- [WHAT TO PRODUCE]:
Reproduce each line of the data exactly as it is.

- [EXERCISE MATERIAL]:
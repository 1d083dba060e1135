//! Persistent state schema of a hook account.
//!
//! The delegating shell and whatever logic it currently points at share one state space. The
//! shell only ever touches [`ShellSlots`]; those two fields sit at hash-derived ERC-1967 slots so
//! they can never alias the logic's sequentially allocated fields in [`EngineSlots`]. Any logic
//! body installed through an upgrade must keep honouring this schema (`LAYOUT_VERSION`).

use std::collections::BTreeSet;

use alloy_primitives::{b256, keccak256, Address, B256, U256};

pub const LAYOUT_VERSION: u16 = 1;

/// `bytes32(uint256(keccak256("eip1967.proxy.implementation")) - 1)`.
pub const IMPLEMENTATION_SLOT: B256 =
    b256!("360894a13ba1a3210667c828492db98dca3e2076cc3735a920a3ca505d382bbc");

/// `bytes32(uint256(keccak256("eip1967.proxy.admin")) - 1)`.
pub const ADMIN_SLOT: B256 =
    b256!("b53127684a568b3173ae13b9f8a6016e243e63b6e8ee1178d6a717850b5d6103");

// Sequential slots owned by the engine.
pub const INITIALIZED_SLOT: U256 = U256::from_limbs([0, 0, 0, 0]);
pub const TRUSTED_EXECUTOR_SLOT: U256 = U256::from_limbs([1, 0, 0, 0]);
pub const USED_NONCES_SLOT: U256 = U256::from_limbs([2, 0, 0, 0]);

/// Fields the shell reads and writes directly.
#[derive(Clone, Debug, Default, PartialEq, Eq)]
pub struct ShellSlots {
    pub admin: Address,
    pub implementation: Address,
}

/// Fields owned by the engine logic.
#[derive(Clone, Debug, Default, PartialEq, Eq)]
pub struct EngineSlots {
    pub initialized: bool,
    pub trusted_executor: Address,
    /// Storage slots of consumed or revoked nonces.
    used_nonces: BTreeSet<B256>,
}

impl EngineSlots {
    pub fn is_used(&self, nonce: B256) -> bool {
        self.used_nonces.contains(&nonce_slot(nonce))
    }

    /// Returns `false` if `nonce` was already used.
    pub fn mark_used(&mut self, nonce: B256) -> bool {
        self.used_nonces.insert(nonce_slot(nonce))
    }

    /// Undo of [`mark_used`](Self::mark_used); only the host's rollback calls this.
    pub(crate) fn unmark(&mut self, nonce: B256) {
        self.used_nonces.remove(&nonce_slot(nonce));
    }
}

#[derive(Clone, Debug, PartialEq, Eq)]
pub struct AccountState {
    pub layout_version: u16,
    pub shell: ShellSlots,
    pub engine: EngineSlots,
}

impl Default for AccountState {
    fn default() -> Self {
        Self {
            layout_version: LAYOUT_VERSION,
            shell: ShellSlots::default(),
            engine: EngineSlots::default(),
        }
    }
}

/// Storage key of `usedNonces[nonce]`: `keccak256(nonce || USED_NONCES_SLOT)`.
pub fn nonce_slot(nonce: B256) -> B256 {
    let mut buf = Vec::with_capacity(64);
    buf.extend_from_slice(nonce.as_slice());
    buf.extend_from_slice(&USED_NONCES_SLOT.to_be_bytes::<32>());
    keccak256(buf)
}

fn address_word(address: Address) -> B256 {
    let mut padded = [0u8; 32];
    padded[12..32].copy_from_slice(address.as_slice());
    B256::from(padded)
}

fn bool_word(flag: bool) -> B256 {
    B256::from(U256::from(flag as u8).to_be_bytes::<32>())
}

impl AccountState {
    /// Raw word view of the schema, as an off-platform reader addressing slots would see it.
    ///
    /// Returns `None` for slots outside the schema.
    pub fn slot(&self, slot: B256) -> Option<B256> {
        if slot == IMPLEMENTATION_SLOT {
            return Some(address_word(self.shell.implementation));
        }
        if slot == ADMIN_SLOT {
            return Some(address_word(self.shell.admin));
        }
        let index = U256::from_be_bytes(slot.0);
        if index == INITIALIZED_SLOT {
            return Some(bool_word(self.engine.initialized));
        }
        if index == TRUSTED_EXECUTOR_SLOT {
            return Some(address_word(self.engine.trusted_executor));
        }
        self.engine.used_nonces.contains(&slot).then(|| bool_word(true))
    }
}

- [EXERCISE SOLUTION]:
repository 1d083dba060e1135
//! Persistent state schema of a hook account.
//!
//! The delegating shell and whatever logic it currently points at share one state space. The
//! shell only ever touches [`ShellSlots`]; those two fields sit at hash-derived ERC-1967 slots so
//! they can never alias the logic's sequentially allocated fields in [`EngineSlots`]. Any logic
//! body installed through an upgrade must keep honouring this schema (`LAYOUT_VERSION`).

use std::collections::BTreeSet;

use alloy_primitives::{b256, keccak256, Address, B256, U256};

pub const LAYOUT_VERSION: u16 = 1;

/// `bytes32(uint256(keccak256("eip1967.proxy.implementation")) - 1)`.
pub const IMPLEMENTATION_SLOT: B256 =
    b256!("360894a13ba1a3210667c828492db98dca3e2076cc3735a920a3ca505d382bbc");

/// `bytes32(uint256(keccak256("eip1967.proxy.admin")) - 1)`.
pub const ADMIN_SLOT: B256 =
    b256!("b53127684a568b3173ae13b9f8a6016e243e63b6e8ee1178d6a717850b5d6103");

// Sequential slots owned by the engine.
pub const INITIALIZED_SLOT: U256 = U256::from_limbs([0, 0, 0, 0]);
pub const TRUSTED_EXECUTOR_SLOT: U256 = U256::from_limbs([1, 0, 0, 0]);
pub const USED_NONCES_SLOT: U256 = U256::from_limbs([2, 0, 0, 0]);

/// Fields the shell reads and writes directly.
#[derive(Clone, Debug, Default, PartialEq, Eq)]
pub struct ShellSlots {
    pub admin: Address,
    pub implementation: Address,
}

/// Fields owned by the engine logic.
#[derive(Clone, Debug, Default, PartialEq, Eq)]
pub struct EngineSlots {
    pub initialized: bool,
    pub trusted_executor: Address,
    /// Storage slots of consumed or revoked nonces.
    used_nonces: BTreeSet<B256>,
}

impl EngineSlots {
    pub fn is_used(&self, nonce: B256) -> bool {
        self.used_nonces.contains(&nonce_slot(nonce))
    }

    /// Returns `false` if `nonce` was already used.
    pub fn mark_used(&mut self, nonce: B256) -> bool {
        self.used_nonces.insert(nonce_slot(nonce))
    }

    /// Undo of [`mark_used`](Self::mark_used); only the host's rollback calls this.
    pub(crate) fn unmark(&mut self, nonce: B256) {
        self.used_nonces.remove(&nonce_slot(nonce));
    }
}

#[derive(Clone, Debug, PartialEq, Eq)]
pub struct AccountState {
    pub layout_version: u16,
    pub shell: ShellSlots,
    pub engine: EngineSlots,
}

impl Default for AccountState {
    fn default() -> Self {
        Self {
            layout_version: LAYOUT_VERSION,
            shell: ShellSlots::default(),
            engine: EngineSlots::default(),
        }
    }
}

/// Storage key of `usedNonces[nonce]`: `keccak256(nonce || USED_NONCES_SLOT)`.
pub fn nonce_slot(nonce: B256) -> B256 {
    let mut buf = Vec::with_capacity(64);
    buf.extend_from_slice(nonce.as_slice());
    buf.extend_from_slice(&USED_NONCES_SLOT.to_be_bytes::<32>());
    keccak256(buf)
}

fn address_word(address: Address) -> B256 {
    let mut padded = [0u8; 32];
    padded[12..32].copy_from_slice(address.as_slice());
    B256::from(padded)
}

fn bool_word(flag: bool) -> B256 {
    B256::from(U256::from(flag as u8).to_be_bytes::<32>())
}

impl AccountState {
    /// Raw word view of the schema, as an off-platform reader addressing slots would see it.
    ///
    /// Returns `None` for slots outside the schema.
    pub fn slot(&self, slot: B256) -> Option<B256> {
        if slot == IMPLEMENTATION_SLOT {
            return Some(address_word(self.shell.implementation));
        }
        if slot == ADMIN_SLOT {
            return Some(address_word(self.shell.admin));
        }
        let index = U256::from_be_bytes(slot.0);
        if index == INITIALIZED_SLOT {
            return Some(bool_word(self.engine.initialized));
        }
        if index == TRUSTED_EXECUTOR_SLOT {
            return Some(address_word(self.engine.trusted_executor));
        }
        self.engine.used_nonces.contains(&slot).then(|| bool_word(true))
    }
}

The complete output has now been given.